Memrica Prompt aims to change this helping people with any memory issue build their own personal reminder system so they focus on Can rather than Can’t.

We need your help to continue to test the technology. If you’re worried about your memory, or someone else’s, please get in touch and join our panel of testers. You don’t need a diagnosis of dementia to take part and you can also support someone else to explore the technology. Use the email icon at the top of the home page to say hello. Thank you and we look forward to hearing from you!


The palest ink is better than the best memory – Chinese Proverb

When I read this for the first time, I was puzzled by the meaning. Being quite a visual person I pictured pale ink on  a page and compared it to the best memories I have, which are bright, vibrant and full of detail.  I couldn’t grasp why something that was almost a shadow was better than a  vivid image. So I looked it up.

In summary it means that writing things down is better than trying to remember them, as even the best memory is not infallible and a written record is indisputable. This seems eminently sensible, but what happens when you can no longer read or write and your memory is failing? This is the double bind faced by many people with dementia who, in the early stages, may actually have quite a lot of their thinking skills intact, but who can no longer keep a lot of new data in their minds and so can’t read beyond a few sentences.

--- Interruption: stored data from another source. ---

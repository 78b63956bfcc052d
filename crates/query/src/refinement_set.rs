//! Ordered facet refinements with conjunctive/disjunctive grouping.
//!
//! Refinements added in a facet's current mode become standalone AND-terms
//! on a conjunctive facet and join the facet's OR-group on a disjunctive one.
//! The set owns which facet names are disjunctive so that mode switches can
//! migrate the existing refinements between the two representations.
//!
//! `add_refinement(_, true)` groups regardless of the facet's mode, so a
//! conjunctive facet may still carry an OR-group. Such a group is kept until
//! the next mode switch for that facet.

use std::collections::{BTreeMap, BTreeSet};

use serde::{Deserialize, Serialize};

use crate::error::Result;
use crate::refinement::FacetRefinement;

/// One AND-term of the conjunctive filter list.
#[derive(Debug, Clone, PartialEq, Eq, Serialize, Deserialize)]
pub enum FilterTerm {
	/// A standalone refinement.
	Single(FacetRefinement),
	/// Refinements on one facet, any of which may match.
	AnyOf {
		/// Facet name shared by every refinement of the group.
		name: String,
		/// Group members in insertion order.
		refinements: Vec<FacetRefinement>,
	},
}

impl FilterTerm {
	/// Facet this term constrains.
	pub fn facet_name(&self) -> &str {
		match self {
			Self::Single(refinement) => &refinement.name,
			Self::AnyOf { name, .. } => name,
		}
	}

	/// Refinements of the term; one for a standalone refinement.
	pub fn refinements(&self) -> &[FacetRefinement] {
		match self {
			Self::Single(refinement) => std::slice::from_ref(refinement),
			Self::AnyOf { refinements, .. } => refinements,
		}
	}
}

/// Wire form of one conjunctive filter item, as sent to the transport.
///
/// Serializes untagged: a string for a single filter, an array for an OR-group.
#[derive(Debug, Clone, PartialEq, Eq, Serialize, Deserialize)]
#[serde(untagged)]
pub enum FacetFilter {
	/// One encoded refinement.
	Term(String),
	/// Encoded refinements combined with OR.
	AnyOf(Vec<String>),
}

/// Facet refinements of one query, plus the facets that combine with OR.
#[derive(Debug, Clone, Default, PartialEq, Eq, Serialize, Deserialize)]
pub struct FacetRefinementSet {
	terms: Vec<FilterTerm>,
	disjunctive: BTreeSet<String>,
}

impl FacetRefinementSet {
	/// Creates an empty set with every facet conjunctive.
	pub fn new() -> Self {
		Self::default()
	}

	/// Returns true when no refinement is present.
	pub fn is_empty(&self) -> bool {
		self.terms.is_empty()
	}

	/// Returns the AND-terms in order.
	pub fn terms(&self) -> &[FilterTerm] {
		&self.terms
	}

	/// Iterates every refinement, flattening OR-groups.
	pub fn iter(&self) -> impl Iterator<Item = &FacetRefinement> {
		self.terms.iter().flat_map(FilterTerm::refinements)
	}

	/// Facet names that currently use OR semantics.
	pub fn disjunctive_facets(&self) -> &BTreeSet<String> {
		&self.disjunctive
	}

	/// Returns true when `name` uses OR semantics.
	pub fn is_disjunctive(&self, name: &str) -> bool {
		self.disjunctive.contains(name)
	}

	/// Adds a refinement unless an identical one is already present.
	///
	/// Refinements on a disjunctive facet, or any refinement when
	/// `disjunctive_always` is set, join that facet's OR-group; others are
	/// appended as standalone AND-terms.
	pub fn add_refinement(&mut self, refinement: FacetRefinement, disjunctive_always: bool) {
		if self.iter().any(|existing| *existing == refinement) {
			return;
		}

		if disjunctive_always || self.is_disjunctive(&refinement.name) {
			let group = self.terms.iter_mut().find_map(|term| match term {
				FilterTerm::AnyOf { name, refinements } if *name == refinement.name => Some(refinements),
				_ => None,
			});
			match group {
				Some(refinements) => refinements.push(refinement),
				None => self.terms.push(FilterTerm::AnyOf {
					name: refinement.name.clone(),
					refinements: vec![refinement],
				}),
			}
		} else {
			self.terms.push(FilterTerm::Single(refinement));
		}
	}

	/// Removes the first refinement on `(name, value)`. No-op when absent.
	///
	/// Returns true when something was removed. OR-groups left empty are dropped.
	pub fn remove_refinement(&mut self, name: &str, value: &str) -> bool {
		for i in 0..self.terms.len() {
			match &mut self.terms[i] {
				FilterTerm::Single(refinement) if refinement.targets(name, value) => {
					self.terms.remove(i);
					return true;
				}
				FilterTerm::AnyOf { refinements, .. } => {
					if let Some(pos) = refinements.iter().position(|r| r.targets(name, value)) {
						refinements.remove(pos);
						if refinements.is_empty() {
							self.terms.remove(i);
						}
						return true;
					}
				}
				FilterTerm::Single(_) => {}
			}
		}
		false
	}

	/// Returns true when a refinement on `(name, value)` is present.
	pub fn has_refinement(&self, name: &str, value: &str) -> bool {
		self.iter().any(|refinement| refinement.targets(name, value))
	}

	/// Removes `(name, value)` if present, else adds it inclusively in the facet's current mode.
	///
	/// Returns true when the refinement is present afterwards.
	pub fn toggle_refinement(&mut self, name: &str, value: &str) -> bool {
		if self.remove_refinement(name, value) {
			false
		} else {
			self.add_refinement(FacetRefinement::new(name, value), false);
			true
		}
	}

	/// Switches `name` between AND and OR semantics, migrating its refinements.
	///
	/// Switching to OR collapses the facet's AND-terms into one OR-group at the
	/// position of its first term. Switching to AND expands every OR-group of
	/// the facet in place. Values are neither lost nor duplicated.
	pub fn set_facet_mode(&mut self, name: &str, disjunctive: bool) {
		if disjunctive {
			self.disjunctive.insert(name.to_string());
			self.collapse_into_group(name);
		} else {
			self.disjunctive.remove(name);
			self.expand_groups(name);
		}
	}

	fn collapse_into_group(&mut self, name: &str) {
		let Some(anchor) = self.terms.iter().position(|term| term.facet_name() == name) else {
			return;
		};

		let mut merged: Vec<FacetRefinement> = Vec::new();
		let mut kept = Vec::with_capacity(self.terms.len());
		for term in self.terms.drain(..) {
			if term.facet_name() != name {
				kept.push(term);
				continue;
			}
			for refinement in term.refinements() {
				if !merged.contains(refinement) {
					merged.push(refinement.clone());
				}
			}
		}

		let insert_at = anchor.min(kept.len());
		kept.insert(
			insert_at,
			FilterTerm::AnyOf {
				name: name.to_string(),
				refinements: merged,
			},
		);
		self.terms = kept;
	}

	fn expand_groups(&mut self, name: &str) {
		let mut expanded: Vec<FilterTerm> = Vec::with_capacity(self.terms.len());
		for term in self.terms.drain(..) {
			match term {
				FilterTerm::AnyOf { name: group, refinements } if group == name => {
					for refinement in refinements {
						let duplicate = expanded.iter().any(|t| matches!(t, FilterTerm::Single(r) if *r == refinement));
						if !duplicate {
							expanded.push(FilterTerm::Single(refinement));
						}
					}
				}
				other => expanded.push(other),
			}
		}
		self.terms = expanded;
	}

	/// Flattens every refinement into `facet name -> values`, ignoring grouping.
	///
	/// This is the shape disjunctive-faceting transports take, and the shape
	/// used to keep refined values visible in facet listings.
	pub fn build_filter_refinement_map(&self) -> BTreeMap<String, Vec<String>> {
		let mut map: BTreeMap<String, Vec<String>> = BTreeMap::new();
		for refinement in self.iter() {
			map.entry(refinement.name.clone()).or_default().push(refinement.value.clone());
		}
		map
	}

	/// Encodes the set into the transport's nested facet filter list.
	pub fn to_facet_filters(&self) -> Vec<FacetFilter> {
		self.terms
			.iter()
			.map(|term| match term {
				FilterTerm::Single(refinement) => FacetFilter::Term(refinement.encode()),
				FilterTerm::AnyOf { refinements, .. } => FacetFilter::AnyOf(refinements.iter().map(FacetRefinement::encode).collect()),
			})
			.collect()
	}

	/// Decodes a nested facet filter list.
	///
	/// Every facet appearing inside an OR-group is marked disjunctive.
	pub fn from_facet_filters(filters: &[FacetFilter]) -> Result<Self> {
		let mut set = Self::new();
		for filter in filters {
			match filter {
				FacetFilter::Term(encoded) => set.add_refinement(FacetRefinement::parse(encoded)?, false),
				FacetFilter::AnyOf(encoded) => {
					for item in encoded {
						let refinement = FacetRefinement::parse(item)?;
						set.disjunctive.insert(refinement.name.clone());
						set.add_refinement(refinement, true);
					}
				}
			}
		}
		Ok(set)
	}
}

#[cfg(test)]
mod tests;
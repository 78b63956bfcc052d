//! One search result record.

use serde::{Deserialize, Serialize};
use serde_json::{Map, Value};

use crate::highlight::{HighlightResult, SnippetResult};

const OBJECT_ID: &str = "objectID";
const HIGHLIGHT_RESULT: &str = "_highlightResult";
const SNIPPET_RESULT: &str = "_snippetResult";
const RANKING_INFO: &str = "_rankingInfo";

/// A hit as returned by the transport: a JSON object in relevance order.
#[derive(Debug, Clone, PartialEq, Default, Serialize, Deserialize)]
#[serde(transparent)]
pub struct Hit(Map<String, Value>);

impl Hit {
	pub fn new(object: Map<String, Value>) -> Self {
		Self(object)
	}

	/// The raw JSON object.
	pub fn as_object(&self) -> &Map<String, Value> {
		&self.0
	}

	pub fn object_id(&self) -> Option<&str> {
		self.0.get(OBJECT_ID).and_then(Value::as_str)
	}

	/// Looks up a value by dotted key path, e.g. `"image.path"`.
	pub fn value_at(&self, path: &str) -> Option<&Value> {
		value_at_path(&self.0, path)
	}

	/// String value at a dotted key path.
	pub fn str_at(&self, path: &str) -> Option<&str> {
		self.value_at(path).and_then(Value::as_str)
	}

	/// Numeric value at a dotted key path.
	pub fn f64_at(&self, path: &str) -> Option<f64> {
		self.value_at(path).and_then(Value::as_f64)
	}

	/// Highlight payload for the attribute at `path`.
	pub fn highlight(&self, path: &str) -> Option<HighlightResult> {
		let highlights = self.0.get(HIGHLIGHT_RESULT)?.as_object()?;
		serde_json::from_value(value_at_path(highlights, path)?.clone()).ok()
	}

	/// Snippet payload for the attribute at `path`.
	pub fn snippet(&self, path: &str) -> Option<SnippetResult> {
		let snippets = self.0.get(SNIPPET_RESULT)?.as_object()?;
		serde_json::from_value(value_at_path(snippets, path)?.clone()).ok()
	}

	/// Ranking details, present when the query asked for them.
	pub fn ranking_info(&self) -> Option<RankingInfo> {
		serde_json::from_value(self.0.get(RANKING_INFO)?.clone()).ok()
	}
}

impl From<Map<String, Value>> for Hit {
	fn from(object: Map<String, Value>) -> Self {
		Self(object)
	}
}

/// Per-hit ranking criteria reported by the engine.
#[derive(Debug, Clone, Default, PartialEq, Eq, Serialize, Deserialize)]
#[serde(rename_all = "camelCase", default)]
pub struct RankingInfo {
	pub nb_typos: Option<u32>,
	pub first_matched_word: Option<u32>,
	pub proximity_distance: Option<u32>,
	pub user_score: Option<u32>,
	pub geo_distance: Option<u32>,
	pub geo_precision: Option<u32>,
	pub nb_exact_words: Option<u32>,
	pub words: Option<u32>,
	pub filters: Option<u32>,
}

fn value_at_path<'a>(root: &'a Map<String, Value>, path: &str) -> Option<&'a Value> {
	let mut segments = path.split('.');
	let mut current = root.get(segments.next()?)?;
	for segment in segments {
		current = current.as_object()?.get(segment)?;
	}
	Some(current)
}

#[cfg(test)]
mod tests {
	use serde_json::json;

	use super::*;

	fn hit(value: Value) -> Hit {
		serde_json::from_value(value).expect("hit object")
	}

	#[test]
	fn dotted_paths_walk_nested_objects() {
		let hit = hit(json!({"objectID": "42", "image": {"path": "/a.jpg"}, "year": 1999}));
		assert_eq!(hit.object_id(), Some("42"));
		assert_eq!(hit.str_at("image.path"), Some("/a.jpg"));
		assert_eq!(hit.f64_at("year"), Some(1999.0));
		assert!(hit.value_at("image.missing").is_none());
		assert!(hit.value_at("year.deeper").is_none());
	}

	#[test]
	fn highlight_and_ranking_info_are_typed() {
		let hit = hit(json!({
			"title": "The Matrix",
			"_highlightResult": {"title": {"value": "The <em>Matrix</em>", "matchLevel": "full", "matchedWords": ["matrix"]}},
			"_snippetResult": {"title": {"value": "…<em>Matrix</em>", "matchLevel": "full"}},
			"_rankingInfo": {"nbTypos": 0, "words": 1},
		}));

		let highlight = hit.highlight("title").expect("highlight");
		assert_eq!(highlight.emphasis().text, "The Matrix");
		assert!(hit.snippet("title").is_some());
		assert!(hit.highlight("year").is_none());

		let ranking = hit.ranking_info().expect("ranking info");
		assert_eq!(ranking.nb_typos, Some(0));
		assert_eq!(ranking.words, Some(1));
		assert_eq!(ranking.geo_distance, None);
	}
}
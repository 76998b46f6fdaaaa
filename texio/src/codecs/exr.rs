use std::io::Cursor;

use image::codecs::openexr::{
    OpenExrDecoder,
    OpenExrEncoder,
};
use image::{
    ColorType,
    DynamicImage,
    ImageDecoder,
    ImageEncoder,
};
use io_util::{
    ReadStream,
    ReadStreamMemoryMap,
    WriteStream,
};
use log::debug;

use super::{
    f32_bytes,
    map_probe_stream,
};
use crate::format::Format;
use crate::image_provider::{
    ImageProvider,
    ProbeError,
    ProbeResult,
    ReadError,
    WriteError,
};
use crate::layout::size_bytes;
use crate::{
    Vec2UI,
    Vec3UI,
};

/// EXR adapter. The delegated decoder surfaces scanline images as f32;
/// a missing alpha channel reads as 1 when rgba output is forced.
pub struct ExrReader<'a> {
    mmap: ReadStreamMemoryMap<'a>,
    size: Vec2UI,
    format: Format,
    force_rgba: bool,
    decoded: Option<Box<[u8]>>,
}

impl ExrReader<'_> {
    fn decode(&mut self) -> Result<&[u8], ReadError> {
        if self.decoded.is_none() {
            let decoder = OpenExrDecoder::new(Cursor::new(self.mmap.data()))
                .map_err(|_| ReadError::Internal)?;
            let img =
                DynamicImage::from_decoder(decoder).map_err(|_| ReadError::Internal)?;
            let bytes = match img {
                DynamicImage::ImageRgba32F(b) => f32_bytes(b.into_raw()),
                img @ DynamicImage::ImageRgb32F(_) => {
                    if self.force_rgba {
                        f32_bytes(img.to_rgba32f().into_raw())
                    } else {
                        f32_bytes(img.to_rgb32f().into_raw())
                    }
                }
                _ => return Err(ReadError::UnsupportedFormat),
            };
            self.decoded = Some(bytes.into_boxed_slice());
        }
        Ok(self.decoded.as_ref().unwrap())
    }
}

impl ImageProvider for ExrReader<'_> {
    fn size(&self) -> Vec3UI {
        Vec3UI::new(self.size.x, self.size.y, 1)
    }

    fn format(&self) -> Format {
        self.format
    }

    fn read(&mut self, mip: u32, layer: u32) -> Result<&[u8], ReadError> {
        assert!(mip == 0 && layer == 0);
        self.decode()
    }

    fn read_into(
        &mut self,
        data: &mut [u8],
        mip: u32,
        layer: u32,
    ) -> Result<u64, ReadError> {
        assert!(mip == 0 && layer == 0);
        let src = self.decode()?;
        assert!(data.len() >= src.len());
        let len = src.len();
        data[..len].copy_from_slice(src);
        Ok(len as u64)
    }
}

/// Probes the stream for an EXR image. `force_rgba` pads rgb images with
/// an opaque alpha channel.
pub fn load_exr<'a>(stream: Box<dyn ReadStream + 'a>, force_rgba: bool) -> ProbeResult<'a> {
    let mmap = map_probe_stream(stream)?;

    let probed = (|| {
        let decoder = OpenExrDecoder::new(Cursor::new(mmap.data()))
            .map_err(|_| ReadError::InvalidType)?;
        let (w, h) = decoder.dimensions();
        if w == 0 || h == 0 {
            return Err(ReadError::Empty);
        }
        let format = match decoder.color_type() {
            ColorType::Rgba32F => Format::R32G32B32A32Sfloat,
            ColorType::Rgb32F if force_rgba => Format::R32G32B32A32Sfloat,
            ColorType::Rgb32F => Format::R32G32B32Sfloat,
            _ => return Err(ReadError::UnsupportedFormat),
        };
        Ok((Vec2UI::new(w, h), format))
    })();

    match probed {
        Ok((size, format)) => Ok(Box::new(ExrReader {
            mmap,
            size,
            format,
            force_rgba,
            decoded: None,
        })),
        Err(error) => Err(ProbeError {
            error,
            stream: mmap.release(),
        }),
    }
}

/// `load_exr` with rgba output forced, the dispatcher default.
pub fn load_exr_rgba<'a>(stream: Box<dyn ReadStream + 'a>) -> ProbeResult<'a> {
    load_exr(stream, true)
}

/// Writes the first mip of the first layer as a scanline EXR. Only f32
/// rgb/rgba images can be encoded.
pub fn write_exr(
    write: &mut dyn WriteStream,
    image: &mut dyn ImageProvider,
) -> Result<(), WriteError> {
    if image.mip_levels() > 1 || image.layers() > 1 || image.size().z > 1 {
        debug!("write_exr: only the first 2D subresource is written");
    }

    let format = image.format();
    let color = match format {
        Format::R32G32B32Sfloat => ColorType::Rgb32F,
        Format::R32G32B32A32Sfloat => ColorType::Rgba32F,
        _ => return Err(WriteError::UnsupportedFormat),
    };

    let size = image.size();
    let expected = size_bytes(Vec3UI::new(size.x, size.y, 1), 0, format);
    let data = image.read(0, 0).map_err(|_| WriteError::ReadFailed)?;
    if data.len() as u64 != expected {
        return Err(WriteError::ReadFailed);
    }

    OpenExrEncoder::new(&mut *write)
        .write_image(data, size.x, size.y, color)
        .map_err(|_| WriteError::CantWrite)
}
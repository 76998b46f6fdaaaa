use std::io::{
    Read,
    Result as IOResult,
    Seek,
    SeekFrom,
};

pub trait RawDataRead {
    /// Reads exactly `len` bytes, failing on a short read.
    fn read_data_exact(&mut self, len: usize) -> IOResult<Box<[u8]>>;
    /// Reads up to `len` bytes, returning however many were available.
    fn read_data(&mut self, len: usize) -> IOResult<Box<[u8]>>;
}

impl<T: Read + ?Sized> RawDataRead for T {
    fn read_data_exact(&mut self, len: usize) -> IOResult<Box<[u8]>> {
        let mut buffer = vec![0u8; len];
        self.read_exact(&mut buffer)?;
        Ok(buffer.into_boxed_slice())
    }

    fn read_data(&mut self, len: usize) -> IOResult<Box<[u8]>> {
        let mut buffer = vec![0u8; len];
        let mut read_offset = 0;
        loop {
            let bytes_read = self.read(&mut buffer[read_offset..])?;
            read_offset += bytes_read;
            if bytes_read == 0 || read_offset == buffer.len() {
                break;
            }
        }
        buffer.truncate(read_offset);
        Ok(buffer.into_boxed_slice())
    }
}

pub trait ReadEntireSeekable {
    fn read_seekable_to_end(&mut self) -> IOResult<Box<[u8]>>;
}

// The standard library read_to_end does a lot of small reads because it
// can't rely on Seek.
impl<T: Read + Seek + ?Sized> ReadEntireSeekable for T {
    fn read_seekable_to_end(&mut self) -> IOResult<Box<[u8]>> {
        let len = self.seek(SeekFrom::End(0))? as usize;
        self.seek(SeekFrom::Start(0))?;
        self.read_data_exact(len)
    }
}

#[cfg(test)]
mod tests {
    use super::*;

    #[test]
    fn test_read_data_short() {
        let data = [1u8, 2, 3];
        let mut cursor = &data[..];
        let read = cursor.read_data(8).unwrap();
        assert_eq!(&*read, &[1, 2, 3]);
    }

    #[test]
    fn test_read_data_exact_short_fails() {
        let data = [1u8, 2, 3];
        let mut cursor = &data[..];
        assert!(cursor.read_data_exact(8).is_err());
    }

    #[test]
    fn test_read_seekable_to_end() {
        let mut stream = crate::MemoryReadStream::new(&[5u8, 6, 7, 8]);
        stream.seek(SeekFrom::Start(2)).unwrap();
        let all = stream.read_seekable_to_end().unwrap();
        assert_eq!(&*all, &[5, 6, 7, 8]);
    }
}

In designing Memrica Prompt, we’re looking at using images and sound rather than text to prompt recall of the things people want to remember; the names of friends and family, just what the neighbour said when they popped round or who’s going to be at the next social event. It seems to me that this is how memory works, we visualise things and hear the associated sounds  when we’re recalling something and so this seems a very natural way to prompt recall. It’s a challenge to get it right though, and that’s why we’ll be testing it with volunteers across the UK. Of course a prompt is only that, it’s not the actual memory, it’s a shade of a memory designed to bring back the fully fleshed version. And if you can’t access that, it’s still a useful reminder to the people around you of what you wanted to remember.

My original interpretation was wrong – if the original memory is no longer accessible, then a prompt is like the palest ink, it is there as a valuable record, a testament of what you wanted to remember, even if it’s not the brightest, deepest original.